WORK TO BE COMPLETED: Check every line below for the word "VALUES" and show those that hold it.

PROVIDED RECORDS:
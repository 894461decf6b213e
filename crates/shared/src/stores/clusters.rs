//! Failure cluster store

use anyhow::{Context, Result};
use uuid::Uuid;

use crate::models::FailureCluster;
use crate::DbPool;

pub struct ClusterStore;

impl ClusterStore {
    /// Fold one failure into its signature cluster, creating the cluster on
    /// first sight. `(repo_id, failure_msg_signature)` is the identity; the
    /// member set grows monotonically.
    pub async fn absorb(
        pool: &DbPool,
        repo_id: &str,
        signature: &str,
        example_message: &str,
        test_id: &str,
        observed_at: chrono::DateTime<chrono::Utc>,
    ) -> Result<FailureCluster> {
        let cluster = sqlx::query_as::<_, FailureCluster>(
            r#"
            INSERT INTO failure_clusters
                (id, repo_id, failure_msg_signature, example_message, occurrence_count,
                 test_ids, first_seen_at, last_seen_at)
            VALUES ($1, $2, $3, $4, 1, ARRAY[$5], $6, $6)
            ON CONFLICT (repo_id, failure_msg_signature) DO UPDATE SET
                occurrence_count = failure_clusters.occurrence_count + 1,
                test_ids = CASE
                    WHEN $5 = ANY(failure_clusters.test_ids) THEN failure_clusters.test_ids
                    ELSE array_append(failure_clusters.test_ids, $5)
                END,
                last_seen_at = GREATEST(failure_clusters.last_seen_at, EXCLUDED.last_seen_at)
            RETURNING *
            "#,
        )
        .bind(Uuid::new_v4().to_string())
        .bind(repo_id)
        .bind(signature)
        .bind(example_message)
        .bind(test_id)
        .bind(observed_at)
        .fetch_one(pool)
        .await
        .context("Failed to absorb failure into cluster")?;

        Ok(cluster)
    }

    /// One cluster by signature
    pub async fn find_by_signature(
        pool: &DbPool,
        repo_id: &str,
        signature: &str,
    ) -> Result<Option<FailureCluster>> {
        let cluster = sqlx::query_as::<_, FailureCluster>(
            r#"
            SELECT * FROM failure_clusters
            WHERE repo_id = $1 AND failure_msg_signature = $2
            "#,
        )
        .bind(repo_id)
        .bind(signature)
        .fetch_optional(pool)
        .await
        .context("Failed to find failure cluster")?;

        Ok(cluster)
    }
}
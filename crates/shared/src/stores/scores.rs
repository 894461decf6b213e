//! Flake score store

use anyhow::{Context, Result};
use chrono::{DateTime, Utc};
use serde::Serialize;
use sqlx::FromRow;

use crate::models::FlakeScore;
use crate::DbPool;

/// Score joined with its test identity, for the read API
#[derive(Debug, Clone, Serialize, FromRow)]
pub struct ScoredTest {
    pub test_id: String,
    pub suite: String,
    pub class_name: Option<String>,
    pub name: String,
    pub file: Option<String>,
    pub score: f64,
    pub confidence: f64,
    pub window_n: i32,
    pub last_updated_at: DateTime<Utc>,
}

pub struct ScoreStore;

impl ScoreStore {
    /// Write a score snapshot. Last-writer-wins keyed by `last_updated_at`:
    /// a stale recomputation never clobbers a fresher one.
    pub async fn upsert(pool: &DbPool, score: &FlakeScore) -> Result<()> {
        sqlx::query(
            r#"
            INSERT INTO flake_scores (test_id, score, confidence, window_n, features, last_updated_at)
            VALUES ($1, $2, $3, $4, $5, $6)
            ON CONFLICT (test_id) DO UPDATE SET
                score = EXCLUDED.score,
                confidence = EXCLUDED.confidence,
                window_n = EXCLUDED.window_n,
                features = EXCLUDED.features,
                last_updated_at = EXCLUDED.last_updated_at
            WHERE flake_scores.last_updated_at <= EXCLUDED.last_updated_at
            "#,
        )
        .bind(&score.test_id)
        .bind(score.score)
        .bind(score.confidence)
        .bind(score.window_n)
        .bind(&score.features)
        .bind(score.last_updated_at)
        .execute(pool)
        .await
        .context("Failed to upsert flake score")?;

        Ok(())
    }

    /// Top-k flakiest tests joined with their identities
    pub async fn flakiest_with_tests(
        pool: &DbPool,
        repo_id: &str,
        limit: i64,
        min_score: f64,
    ) -> Result<Vec<ScoredTest>> {
        let rows = sqlx::query_as::<_, ScoredTest>(
            r#"
            SELECT fs.test_id, tc.suite, tc.class_name, tc.name, tc.file,
                   fs.score, fs.confidence, fs.window_n, fs.last_updated_at
            FROM flake_scores fs
            JOIN test_cases tc ON tc.id = fs.test_id
            WHERE tc.repo_id = $1 AND fs.score >= $2
            ORDER BY fs.score DESC
            LIMIT $3
            "#,
        )
        .bind(repo_id)
        .bind(min_score)
        .bind(limit)
        .fetch_all(pool)
        .await
        .context("Failed to list flakiest tests with identities")?;

        Ok(rows)
    }

}
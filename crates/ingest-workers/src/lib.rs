//! Ingestion workers for FlakeGuard
//!
//! Worker pools drain the durable queues: webhook events are dispatched and
//! fanned out, artifact-process jobs run the full ingestion pipeline
//! (download, extract, parse, persist, re-score), and the polling sweep
//! discovers runs whose webhooks went missing.

pub mod context;
pub mod extract;
pub mod pipeline;
pub mod processors;
pub mod scheduler;
pub mod worker;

WRITTEN ANSWER:
            VALUES ($1, $2, $3, $4, 1, ARRAY[$5], $6, $6)
            VALUES ($1, $2, $3, $4, $5, $6)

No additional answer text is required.